Visitors to Jane Austen's house in the UK are being treated to a rather revealing look at one of the English novelist's most famous characters - Mr Darcy. A provocative show called "Undressing Mr D'Arcy" is just one of a series of events being held to celebrate 200 years since Austen moved to a village in Hampshire. Unsurprisingly, the show is proving to be a big hit with the ladies.
It was two hundred years ago this year that Jane Austen moved to the English village of Chawton in Hampshire in the south of England. And it was in Chawton that she completed her famous novel, Pride and Prejudice, that features one of her most enduring creations, the legendary Mr D'Arcy.
To celebrate the bicentenary, a series of events are being held at Chawton House, among them the show, "Undressing Mr D'Arcy". The idea is to illustrate the male fashion of the Regency period by getting the handsome Mr D'Arcy to take his clothes off.
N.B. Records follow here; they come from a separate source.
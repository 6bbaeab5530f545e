//! The hot block-walk loop.

use honeybee_decoder::{DecoderError, IndirectQuery, TntQuery};
use honeybee_hive::{Hive, INDIRECT_INDEX};

use crate::{Session, error::WalkError};

/// Sink for decoded blocks.
///
/// Implementations should be cheap; the walker calls
/// [`on_block`][Self::on_block] once per executed basic block.
pub trait ReportBlock {
    /// Error of the block sink
    type Error: std::error::Error;

    /// Called with each block's unslid start address, in execution order.
    ///
    /// Returning an error cancels the walk; the walker surfaces it as
    /// [`WalkError::Sink`].
    fn on_block(&mut self, unslid_ip: u64) -> Result<(), Self::Error>;
}

const INDIRECT_SENTINEL: u64 = INDIRECT_INDEX as u64;
const LO32: u64 = u32::MAX as u64;

/// Re-anchor at an address the decoder handed us: unslide it and find its
/// block through the direct map.
///
/// Returns `(block id, uvip)`.
fn resolve(hive: &Hive, trace_slide: u64, traced_ip: u64) -> Result<(u64, u64), u64> {
    let unslid = traced_ip.wrapping_sub(trace_slide);
    match hive.block_index_for_unslid(unslid) {
        Some(index) => Ok((u64::from(index), unslid.wrapping_sub(hive.uvip_slide()))),
        None => Err(unslid),
    }
}

/// Walk the trace bound to `session`, reporting each block to `sink`.
///
/// Each iteration reports the current block, fetches its packed record,
/// and selects the successor lobes with a single right-shift so the TNT
/// answer never becomes an unpredictable branch on the record data itself.
/// Both lobes are fetched regardless of the answer; the shift discards the
/// unused half.
pub(crate) fn walk<S: ReportBlock>(
    session: &mut Session<'_>,
    sink: &mut S,
) -> Result<(), WalkError<S>> {
    let hive = session.hive;
    let records = hive.records();
    let uvip_slide = hive.uvip_slide();
    let trace_slide = session.trace_slide;

    // The stream's first PSB+TIP seeds the walk
    let seed = match session.decoder.query_indirect() {
        Ok(IndirectQuery::Branch(ip) | IndirectQuery::Override(ip)) => ip,
        Err(DecoderError::EndOfStream) => return Ok(()),
        Err(err) => return Err(WalkError::Decoder(err)),
    };
    let (mut index, mut vip) =
        resolve(hive, trace_slide, seed).map_err(WalkError::NoMap)?;

    loop {
        sink.on_block(uvip_slide + (vip & LO32)).map_err(WalkError::Sink)?;

        // Ids are at most 31 bits, so the cast is lossless
        #[expect(clippy::cast_possible_truncation)]
        let Some(record) = records.get(index as usize) else {
            return Err(WalkError::NoMap(uvip_slide + (vip & LO32)));
        };
        let mut next_index = record.successor_indices;
        let mut next_vip = record.successor_ips;

        if next_index & 1 == 1 {
            match session.decoder.query_tnt() {
                Ok(TntQuery::Taken) => {
                    next_index >>= 1;
                }
                Ok(TntQuery::NotTaken) => {
                    next_index >>= 33;
                    next_vip >>= 32;
                }
                Ok(TntQuery::Override(ip)) => {
                    (index, vip) =
                        resolve(hive, trace_slide, ip).map_err(WalkError::NoMap)?;
                    continue;
                }
                Err(err) => return Err(WalkError::Decoder(err)),
            }
        } else {
            next_index >>= 1;
        }

        let mut selected = next_index & INDIRECT_SENTINEL;
        if selected == INDIRECT_SENTINEL {
            let target = match session.decoder.query_indirect() {
                Ok(IndirectQuery::Branch(ip) | IndirectQuery::Override(ip)) => ip,
                Err(DecoderError::EndOfStream) => return Ok(()),
                Err(err) => return Err(WalkError::Decoder(err)),
            };
            (selected, next_vip) =
                resolve(hive, trace_slide, target).map_err(WalkError::NoMap)?;
        }

        index = selected;
        vip = next_vip;
    }
}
Gillian Stapleton, creator of "The History Wardrobe", said, "When 'Pride and Prejudice' was first published in 1813 Jane Austen knew that every single one of her readership, women, as well as men, would know exactly what the well dressed Englishman ought to be wearing at all times. There wasn't any secret about it."
But Mr D'Arcy would never take it off in public like this. Apart from her husband, no Regency Lady would ever have seen such a sight. For no man would ever show his shirtsleeves in public. A shirt was considered underwear.
Not surprisingly the show is proving immensely popular with ladies of a certain age. Here, Mr D'Arcy - or Ian Stapleton, as he's known to his friends and family in the 21st century - arrives to a rapturous reception.
Becky Keshmiri said, "It was great watching Mr D'Arcy undress. I mean how many chances do you get to do that? Zero! So it was an opportunity of a lifetime."
Tess Gingrich said, "I thought that was absolutely fabulous. It was worth a trip from New York to see it"
With fans like this, it would be no surprise if Mr D'Arcy's appeal outlives even Chawton House itself.